Exercise requirements: Reproduce the data below line by line, from its first line to the line with "impl fmt::Display for RuleKind", both included, and nothing past that point.

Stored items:
//! Rule record types shared by the loader, the checkers and the rewrite
//! engine. Rule data itself lives in the JSON files under `rules/`.

use std::cmp::Ordering;
use std::fmt;
use std::str::FromStr;

use serde::{Deserialize, Serialize};

/// Severity of a finding, ordered so that `Error` compares greatest.
#[derive(
    Debug, Clone, Copy, PartialEq, Eq, PartialOrd, Ord, Hash, Serialize, Deserialize,
)]
#[serde(rename_all = "lowercase")]
pub enum Severity {
    Info,
    Warning,
    Error,
}

impl fmt::Display for Severity {
    fn fmt(&self, f: &mut fmt::Formatter<'_>) -> fmt::Result {
        match self {
            Severity::Info => write!(f, "info"),
            Severity::Warning => write!(f, "warning"),
            Severity::Error => write!(f, "error"),
        }
    }
}

/// What category of project element a rule talks about.
#[derive(
    Debug, Clone, Copy, PartialEq, Eq, PartialOrd, Ord, Hash, Serialize, Deserialize,
)]
#[serde(rename_all = "kebab-case")]
pub enum RuleKind {
    Library,
    HardwareModule,
    FunctionBlock,
    Function,
    OpcUaConstruct,
    MotionConstruct,
    /// mapp technology component whose use requires a separate license.
    MappComponent,
}

impl fmt::Display for RuleKind {
    fn fmt(&self, f: &mut fmt::Formatter<'_>) -> fmt::Result {
        let s = match self {
            RuleKind::Library => "library",
            RuleKind::HardwareModule => "hardware-module",
            RuleKind::FunctionBlock => "function-block",
            RuleKind::Function => "function",
            RuleKind::OpcUaConstruct => "opc-ua-construct",
            RuleKind::MotionConstruct => "motion-construct",
            RuleKind::MappComponent => "mapp-component",
        };
        write!(f, "{}", s)
    }
}

/// Dotted numeric version, e.g. `4.12.3`. Comparison is componentwise.
#[derive(Debug, Clone, PartialEq, Eq, Hash, Serialize, Deserialize)]
#[serde(try_from = "String", into = "String")]
pub struct Version(Vec<u32>);

#[derive(Debug, Clone, thiserror::Error)]
#[error("invalid version string '{0}'")]
pub struct VersionParseError(pub String);

impl FromStr for Version {
    type Err = VersionParseError;

    fn from_str(s: &str) -> Result<Self, Self::Err> {
        let trimmed = s.trim().trim_start_matches('v');
        // Drop a build suffix like '+g1234abc'.
        let trimmed = trimmed.split('+').next().unwrap_or(trimmed);
        if trimmed.is_empty() {
            return Err(VersionParseError(s.to_string()));
        }
        let mut parts = Vec::new();
        for part in trimmed.split('.') {
            match part.parse::<u32>() {
                Ok(n) => parts.push(n),
                Err(_) => return Err(VersionParseError(s.to_string())),
            }
        }
        Ok(Version(parts))
    }
}

impl TryFrom<String> for Version {
    type Error = VersionParseError;

    fn try_from(s: String) -> Result<Self, Self::Error> {
        s.parse()
    }
}

impl From<Version> for String {
    fn from(v: Version) -> String {
        v.to_string()
    }
}

impl fmt::Display for Version {
    fn fmt(&self, f: &mut fmt::Formatter<'_>) -> fmt::Result {
        let parts: Vec<String> = self.0.iter().map(|p| p.to_string()).collect();
        write!(f, "{}", parts.join("."))
    }
}

impl PartialOrd for Version {
    fn partial_cmp(&self, other: &Self) -> Option<Ordering> {
        Some(self.cmp(other))
    }
}

impl Ord for Version {
    fn cmp(&self, other: &Self) -> Ordering {
        // Componentwise, missing trailing components count as zero.
        let len = self.0.len().max(other.0.len());
        for i in 0..len {
            let a = self.0.get(i).copied().unwrap_or(0);
            let b = other.0.get(i).copied().unwrap_or(0);
            match a.cmp(&b) {
                Ordering::Equal => continue,
                ord => return ord,
            }
        }
        Ordering::Equal
    }
}

impl Version {
    pub fn starts_with(&self, prefix: &Version) -> bool {
        prefix.0.len() <= self.0.len() && self.0[..prefix.0.len()] == prefix.0[..]
    }
}

/// Half-open version interval `[min, max)`. Either bound may be absent.
#[derive(Debug, Clone, Default, PartialEq, Eq, Serialize, Deserialize)]
pub struct VersionRange {
    #[serde(default, skip_serializing_if = "Option::is_none")]
    pub min: Option<Version>,
    #[serde(default, skip_serializing_if = "Option::is_none")]
    pub max: Option<Version>,
}

impl VersionRange {
    pub fn contains(&self, version: &Version) -> bool {
        if let Some(min) = &self.min {
            if version < min {
                return false;
            }
        }
        if let Some(max) = &self.max {
            if version >= max {
                return false;
            }
        }
        true
    }

    pub fn is_valid(&self) -> bool {
        match (&self.min, &self.max) {
            (Some(min), Some(max)) => min < max,
            _ => true,
        }
    }

    /// Number of closed bounds; used to pick the narrowest rule when more
    /// than one matches the same identifier.
    pub fn specificity(&self) -> u8 {
        self.min.is_some() as u8 + self.max.is_some() as u8
    }
}

impl fmt::Display for VersionRange {
    fn fmt(&self, f: &mut fmt::Formatter<'_>) -> fmt::Result {
        match &self.min {
            Some(v) => write!(f, "[{}, ", v)?,
            None => write!(f, "(, ")?,
        }
        match &self.max {
            Some(v) => write!(f, "{})", v),
            None => write!(f, ")"),
        }
    }
}

/// How a rewrite rule matches source text.
#[derive(Debug, Clone, Copy, PartialEq, Eq, Serialize, Deserialize)]
#[serde(rename_all = "lowercase")]
pub enum PatternKind {
    /// Identifier immediately followed by an argument list; the whole call
    /// expression is the matched span.
    Call,
    /// A single identifier token.
    Identifier,
    /// Identifier token starting with the rule identifier; only the prefix
    /// is replaced, the tail is kept (enum families like `UASecurityPolicy_*`).
    Prefix,
}

/// Declarative scaling of one argument, for replacements whose unit changed.
#[derive(Debug, Clone, PartialEq, Eq, Serialize, Deserialize)]
pub struct ArgScale {
    pub arg: usize,
    pub factor: String,
}

/// Executable projection of a rule's rewrite pattern.
#[derive(Debug, Clone, PartialEq, Eq, Serialize, Deserialize)]
pub struct RewriteSpec {
    pub pattern: PatternKind,
    pub replacement: String,
    /// Indices into the original argument list; reordering and dropping
    /// arguments is expressed here. Only meaningful for call patterns.
    #[serde(default, skip_serializing_if = "Option::is_none")]
    pub arg_order: Option<Vec<usize>>,
    #[serde(default, skip_serializing_if = "Option::is_none")]
    pub scale: Option<ArgScale>,
}

/// One deprecation/discontinuation record.
#[derive(Debug, Clone, PartialEq, Serialize, Deserialize)]
pub struct Rule {
    pub kind: RuleKind,
    pub identifier: String,
    #[serde(default)]
    pub source_range: VersionRange,
    #[serde(default)]
    pub target_range: VersionRange,
    pub severity: Severity,
    #[serde(default, skip_serializing_if = "Option::is_none")]
    pub replacement: Option<String>,
    pub hint: String,
    #[serde(default, skip_serializing_if = "Option::is_none")]
    pub rewrite: Option<RewriteSpec>,
}

impl Rule {
    /// Case-insensitive uniqueness key within a Knowledge Base snapshot.
    pub fn key(&self) -> (RuleKind, String) {
        (self.kind, self.identifier.to_ascii_lowercase())
    }

    /// Stable reference string used in findings and rewrite results.
    pub fn id(&self) -> String {
        format!("{}:{}", self.kind, self.identifier)
    }

    /// Whether the identifier matching mode is "name followed by a call".
    /// Call matching applies when the rewrite pattern says so, or for plain
    /// `function` rules without a rewrite spec (constants are modeled as
    /// identifier-pattern function rules).
    pub fn requires_call(&self) -> bool {
        match &self.rewrite {
            Some(spec) => spec.pattern == PatternKind::Call,
            None => self.kind == RuleKind::Function,
        }
    }

    /// Whether `token` matches this rule's identifier (case-insensitive,
    /// honoring prefix patterns).
    pub fn matches_token(&self, token: &str) -> bool {
        let is_prefix = matches!(
            &self.rewrite,
            Some(RewriteSpec {
                pattern: PatternKind::Prefix,
                ..
            })
        );
        if is_prefix {
            token.len() >= self.identifier.len()
                && token[..self.identifier.len()].eq_ignore_ascii_case(&self.identifier)
        } else {
            token.eq_ignore_ascii_case(&self.identifier)
        }
    }
}

#[cfg(test)]
mod tests {
    use super::*;

    #[test]
    fn version_parsing_and_ordering() {
        let a: Version = "1.0".parse().unwrap();
        let b: Version = "2.0".parse().unwrap();
        let c: Version = "1.0.1".parse().unwrap();
        assert!(a < b);
        assert!(a < c);
        assert!(c < b);
        assert_eq!(a, "1.0".parse().unwrap());
        assert!("".parse::<Version>().is_err());
        assert!("4.x".parse::<Version>().is_err());
    }

    #[test]
    fn version_prefix() {
        let v: Version = "4.12.3".parse().unwrap();
        let p: Version = "4.12".parse().unwrap();
        assert!(v.starts_with(&p));
        let q: Version = "4.10".parse().unwrap();
        assert!(!v.starts_with(&q));
    }

    #[test]
    fn range_is_half_open() {
        let range = VersionRange {
            min: Some("1.0".parse().unwrap()),
            max: Some("2.0".parse().unwrap()),
        };
        assert!(range.contains(&"1.0".parse().unwrap()));
        assert!(range.contains(&"1.9".parse().unwrap()));
        assert!(!range.contains(&"2.0".parse().unwrap()));
        assert!(!range.contains(&"0.9".parse().unwrap()));
    }

    #[test]
    fn open_range_contains_everything() {
        let range = VersionRange::default();
        assert!(range.contains(&"0.1".parse().unwrap()));
        assert!(range.contains(&"99".parse().unwrap()));
    }

    #[test]
    fn invalid_range_detected() {
        let range = VersionRange {
            min: Some("3.0".parse().unwrap()),
            max: Some("1.0".parse().unwrap()),
        };
        assert!(!range.is_valid());
    }

    #[test]
    fn severity_ordering() {
        assert!(Severity::Error > Severity::Warning);
        assert!(Severity::Warning > Severity::Info);
    }
}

Worked solution:
//! Rule record types shared by the loader, the checkers and the rewrite
//! engine. Rule data itself lives in the JSON files under `rules/`.

use std::cmp::Ordering;
use std::fmt;
use std::str::FromStr;

use serde::{Deserialize, Serialize};

/// Severity of a finding, ordered so that `Error` compares greatest.
#[derive(
    Debug, Clone, Copy, PartialEq, Eq, PartialOrd, Ord, Hash, Serialize, Deserialize,
)]
#[serde(rename_all = "lowercase")]
pub enum Severity {
    Info,
    Warning,
    Error,
}

impl fmt::Display for Severity {
    fn fmt(&self, f: &mut fmt::Formatter<'_>) -> fmt::Result {
        match self {
            Severity::Info => write!(f, "info"),
            Severity::Warning => write!(f, "warning"),
            Severity::Error => write!(f, "error"),
        }
    }
}

/// What category of project element a rule talks about.
#[derive(
    Debug, Clone, Copy, PartialEq, Eq, PartialOrd, Ord, Hash, Serialize, Deserialize,
)]
#[serde(rename_all = "kebab-case")]
pub enum RuleKind {
    Library,
    HardwareModule,
    FunctionBlock,
    Function,
    OpcUaConstruct,
    MotionConstruct,
    /// mapp technology component whose use requires a separate license.
    MappComponent,
}

impl fmt::Display for RuleKind {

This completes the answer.